EXERCISE GOAL: For each line in the records that contains "known", make a copy.

DATA EXCERPTS:
* * * *

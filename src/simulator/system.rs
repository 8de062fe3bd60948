use std::collections::{BTreeSet, HashSet};
use std::fmt;
use std::sync::Arc;

use tracing::debug;

use crate::module::{factory::validate_descriptor, ModuleCreator, ModuleInstance, ModuleKind};
use crate::simulator::{T, TIME_INDEX, V};
use crate::{DriverInterpolation, DriverSeries, QuantityMap, SimError};

/// A system of algebraic and differential equations assembled from modules
///
/// The system owns its initial state, invariant parameters, driver data and
/// one instance of every module. For a time index and a vector of
/// differential quantity values it produces the derivative vector a solver
/// needs:
///
/// 1. parameters, the driver values at that time and the state are merged,
///    later sources winning on collision;
/// 2. steady-state modules run once each, in dependency order;
/// 3. derivative modules add their rates into a zeroed accumulator, in the
///    order they were given.
///
/// # Example
///
/// ```
/// use biosim::*;
///
/// let system = DynamicalSystem::new(
///     QuantityMap::from([("position", 0.0), ("velocity", 1.0)]),
///     QuantityMap::from([("mass", 10.0), ("spring_constant", 0.1)]),
///     DriverSeries::new([("time", vec![0.0, 1.0, 2.0])]).unwrap(),
///     &[],
///     &standard_library().retrieve_all(&["harmonic_oscillator"]).unwrap(),
/// )
/// .unwrap();
///
/// assert_eq!(system.ntimes(), 3);
/// assert_eq!(system.differential_quantity_names(), &["position", "velocity"]);
/// assert_eq!(system.differential_quantities().unwrap(), vec![0.0, 1.0]);
/// ```
pub struct DynamicalSystem {
    initial_state: QuantityMap,
    parameters: QuantityMap,
    drivers: DriverSeries,
    interpolation: DriverInterpolation,
    /// Steady-state modules in resolved execution order
    steady_state: Vec<ModuleInstance>,
    derivative: Vec<ModuleInstance>,
    differential_names: Vec<String>,
    steady_state_outputs: Vec<String>,
    requires_euler: bool,
    resolution_passes: usize,
    retained: Option<Vec<String>>,
    initial_quantities: QuantityMap,
    quantities: QuantityMap,
    evaluations: usize,
}

impl DynamicalSystem {
    /// Build and validate a system
    ///
    /// Fails if a module list contains a module of the other kind, if a
    /// derivative module writes a quantity missing from `initial_state`, if a
    /// steady-state module redefines a known quantity, or if some module
    /// input can never be supplied.
    pub fn new(
        initial_state: QuantityMap,
        parameters: QuantityMap,
        drivers: DriverSeries,
        steady_state_modules: &[Arc<dyn ModuleCreator>],
        derivative_modules: &[Arc<dyn ModuleCreator>],
    ) -> Result<Self, SimError> {
        if drivers.ntimes() == 0 {
            return Err(SimError::InvalidSystem(
                "drivers must provide at least one time point".to_string(),
            ));
        }

        for (creators, expected) in [
            (steady_state_modules, ModuleKind::SteadyState),
            (derivative_modules, ModuleKind::Derivative),
        ] {
            for creator in creators {
                validate_descriptor(creator.as_ref())?;
                if creator.kind() != expected {
                    return Err(SimError::InvalidSystem(format!(
                        "module '{}' is a {} module but was listed with the {} modules",
                        creator.name(),
                        creator.kind(),
                        expected
                    )));
                }
            }
        }

        // The result column for the time index cannot be shadowed
        for (source, names) in [
            ("parameters", parameters.names()),
            ("drivers", drivers.names()),
            ("initial_state", initial_state.names()),
        ] {
            if names.iter().any(|name| name == TIME_INDEX) {
                return Err(SimError::QuantityRedefined {
                    module: source.to_string(),
                    name: TIME_INDEX.to_string(),
                });
            }
        }

        let mut known: HashSet<String> = parameters
            .names()
            .into_iter()
            .chain(drivers.names())
            .chain(initial_state.names())
            .collect();

        // Steady-state outputs must be new quantities
        let mut steady_state_outputs = Vec::new();
        for creator in steady_state_modules {
            for output in creator.outputs() {
                if output == TIME_INDEX
                    || known.contains(&output)
                    || steady_state_outputs.contains(&output)
                {
                    return Err(SimError::QuantityRedefined {
                        module: creator.name().to_string(),
                        name: output,
                    });
                }
                steady_state_outputs.push(output);
            }
        }

        // Differential quantities: derivative outputs, first appearance order
        let mut differential_names: Vec<String> = Vec::new();
        for creator in derivative_modules {
            for output in creator.outputs() {
                if !initial_state.contains(&output) {
                    return Err(SimError::UndefinedDifferentialQuantity {
                        module: creator.name().to_string(),
                        name: output,
                    });
                }
                if !differential_names.contains(&output) {
                    differential_names.push(output);
                }
            }
        }

        let (order, resolution_passes) =
            resolve_steady_state_order(steady_state_modules, &mut known)?;

        for creator in derivative_modules {
            let missing = missing_inputs(creator.as_ref(), &known);
            if !missing.is_empty() {
                return Err(SimError::InvalidSystem(format!(
                    "derivative module '{}' requires undefined quantities {:?}",
                    creator.name(),
                    missing
                )));
            }
        }

        let steady_state: Vec<ModuleInstance> = order
            .into_iter()
            .map(|index| steady_state_modules[index].create_module())
            .collect();
        let derivative: Vec<ModuleInstance> = derivative_modules
            .iter()
            .map(|creator| creator.create_module())
            .collect();
        let requires_euler = steady_state
            .iter()
            .chain(derivative.iter())
            .any(|module| module.requires_euler_ode_solver());

        debug!(
            steady_state = ?steady_state.iter().map(|m| m.name()).collect::<Vec<_>>(),
            derivative = ?derivative.iter().map(|m| m.name()).collect::<Vec<_>>(),
            differential = ?differential_names,
            resolution_passes,
            requires_euler,
            "built dynamical system"
        );

        let mut system = DynamicalSystem {
            initial_state,
            parameters,
            drivers,
            interpolation: DriverInterpolation::default(),
            steady_state,
            derivative,
            differential_names,
            steady_state_outputs,
            requires_euler,
            resolution_passes,
            retained: None,
            initial_quantities: QuantityMap::new(),
            quantities: QuantityMap::new(),
            evaluations: 0,
        };

        let start = system.initial_state_vector()?;
        system.quantities = system.resolve(0.0, &start)?;
        system.initial_quantities = system.quantities.clone();
        Ok(system)
    }

    /// Use a different method for driver values between time points
    pub fn with_interpolation(mut self, method: DriverInterpolation) -> Self {
        self.interpolation = method;
        self
    }

    /// Restrict the recorded output to the differential quantities plus `names`
    pub fn with_retained(mut self, names: &[&str]) -> Result<Self, SimError> {
        for name in names {
            if !self.quantities.contains(name) {
                return Err(SimError::quantity_not_found(*name));
            }
        }
        self.retained = Some(names.iter().map(|s| s.to_string()).collect());
        Ok(self)
    }

    /// Number of available time points, from the driver length
    pub fn ntimes(&self) -> usize {
        self.drivers.ntimes()
    }

    /// Whether any module only supports fixed one-index Euler steps
    pub fn requires_euler_ode_solver(&self) -> bool {
        self.requires_euler
    }

    /// Names of the integrated quantities, in canonical order
    pub fn differential_quantity_names(&self) -> &[String] {
        &self.differential_names
    }

    /// Current values of the differential quantities, in canonical order
    pub fn differential_quantities(&self) -> Result<Vec<T>, SimError> {
        self.quantities.values_of(&self.differential_names)
    }

    /// Differential quantities of the initial state, as a solver vector
    pub fn initial_state_vector(&self) -> Result<V, SimError> {
        Ok(V::from_vec(
            self.initial_state.values_of(&self.differential_names)?,
        ))
    }

    /// Outputs of the steady-state modules
    pub fn steady_state_output_names(&self) -> &[String] {
        &self.steady_state_outputs
    }

    /// Names recorded in simulation results, sorted
    ///
    /// By default every quantity that can change over a run: drivers, state
    /// and steady-state outputs.
    pub fn output_quantity_names(&self) -> Vec<String> {
        let names: BTreeSet<String> = match &self.retained {
            Some(retained) => self
                .differential_names
                .iter()
                .chain(retained.iter())
                .cloned()
                .collect(),
            None => self
                .drivers
                .names()
                .into_iter()
                .chain(self.initial_state.names())
                .chain(self.steady_state_outputs.iter().cloned())
                .collect(),
        };
        names.into_iter().collect()
    }

    /// All quantities as of the last evaluation
    pub fn quantities(&self) -> &QuantityMap {
        &self.quantities
    }

    pub fn parameters(&self) -> &QuantityMap {
        &self.parameters
    }

    pub fn drivers(&self) -> &DriverSeries {
        &self.drivers
    }

    /// Number of passes needed to order the steady-state modules
    pub fn resolution_passes(&self) -> usize {
        self.resolution_passes
    }

    /// Number of derivative evaluations since construction or the last reset
    pub fn evaluation_count(&self) -> usize {
        self.evaluations
    }

    /// Restore the state the system had right after construction
    pub fn reset(&mut self) {
        self.quantities = self.initial_quantities.clone();
        self.evaluations = 0;
    }

    /// Resolve all quantities at `time` for the given differential values,
    /// without computing derivatives
    pub fn update(&mut self, time: T, state: &V) -> Result<(), SimError> {
        self.quantities = self.resolve(time, state)?;
        Ok(())
    }

    /// Derivatives of the differential quantities at `time`
    ///
    /// `time` is a continuous time index in `[0, ntimes - 1]`.
    pub fn evaluate(&mut self, time: T, state: &V) -> Result<V, SimError> {
        let quantities = self.resolve(time, state)?;

        let mut rates = QuantityMap::zeros(&self.differential_names);
        for module in &self.derivative {
            module.run(&quantities, &mut rates)?;
        }

        let mut derivative = V::zeros(self.differential_names.len());
        for (i, name) in self.differential_names.iter().enumerate() {
            let rate = rates.get(name)?;
            if !rate.is_finite() {
                return Err(SimError::NonFiniteDerivative {
                    name: name.clone(),
                    time,
                });
            }
            derivative[i] = rate;
        }

        self.quantities = quantities;
        self.evaluations += 1;
        Ok(derivative)
    }

    fn resolve(&self, time: T, state: &V) -> Result<QuantityMap, SimError> {
        if state.len() != self.differential_names.len() {
            return Err(SimError::InvalidSystem(format!(
                "expected {} differential values, got {}",
                self.differential_names.len(),
                state.len()
            )));
        }

        let drivers = self.drivers.interpolate(time, self.interpolation)?;
        let mut quantities =
            QuantityMap::layered([&self.parameters, &drivers, &self.initial_state]);
        for (name, value) in self.differential_names.iter().zip(state.iter()) {
            quantities.set(name.as_str(), *value);
        }

        for module in &self.steady_state {
            let mut produced = QuantityMap::new();
            module.run(&quantities, &mut produced)?;
            quantities.merge(&produced);
        }
        Ok(quantities)
    }
}

impl fmt::Debug for DynamicalSystem {
    fn fmt(&self, f: &mut fmt::Formatter<'_>) -> fmt::Result {
        f.debug_struct("DynamicalSystem")
            .field("ntimes", &self.ntimes())
            .field("differential", &self.differential_names)
            .field("steady_state", &self.steady_state)
            .field("derivative", &self.derivative)
            .field("requires_euler", &self.requires_euler)
            .finish()
    }
}

fn missing_inputs(creator: &dyn ModuleCreator, known: &HashSet<String>) -> Vec<String> {
    creator
        .inputs()
        .into_iter()
        .filter(|input| !known.contains(input))
        .collect()
}

/// Order steady-state modules so each runs after the producers of its inputs
///
/// Modules are visited in the given order once per pass; a module whose
/// inputs are all known runs in that pass and its outputs become known.
/// Passes repeat until every module is placed. With `n` modules at most `n`
/// passes are needed, so a pass without progress means some input is never
/// produced.
fn resolve_steady_state_order(
    creators: &[Arc<dyn ModuleCreator>],
    known: &mut HashSet<String>,
) -> Result<(Vec<usize>, usize), SimError> {
    let max_passes = creators.len();
    let mut pending: Vec<usize> = (0..creators.len()).collect();
    let mut order = Vec::with_capacity(creators.len());
    let mut passes = 0;

    while !pending.is_empty() {
        passes += 1;
        let before = pending.len();
        let mut unresolved = Vec::new();
        for index in pending {
            let creator = creators[index].as_ref();
            if missing_inputs(creator, known).is_empty() {
                known.extend(creator.outputs());
                order.push(index);
            } else {
                unresolved.push(index);
            }
        }

        let stalled = unresolved.len() == before;
        if let Some(&index) = unresolved.first() {
            if stalled || passes >= max_passes {
                let creator = creators[index].as_ref();
                return Err(SimError::UnresolvedSteadyStateDependency {
                    module: creator.name().to_string(),
                    missing: missing_inputs(creator, known),
                    passes,
                });
            }
        }
        pending = unresolved;
    }

    Ok((order, passes))
}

* * * *

WRITTEN REPLY:
    /// steady-state module redefines a known quantity, or if some module
        let mut known: HashSet<String> = parameters
                    || known.contains(&output)
            resolve_steady_state_order(steady_state_modules, &mut known)?;
            let missing = missing_inputs(creator.as_ref(), &known);
fn missing_inputs(creator: &dyn ModuleCreator, known: &HashSet<String>) -> Vec<String> {
        .filter(|input| !known.contains(input))
/// inputs are all known runs in that pass and its outputs become known.
    known: &mut HashSet<String>,
            if missing_inputs(creator, known).is_empty() {
                known.extend(creator.outputs());
                    missing: missing_inputs(creator, known),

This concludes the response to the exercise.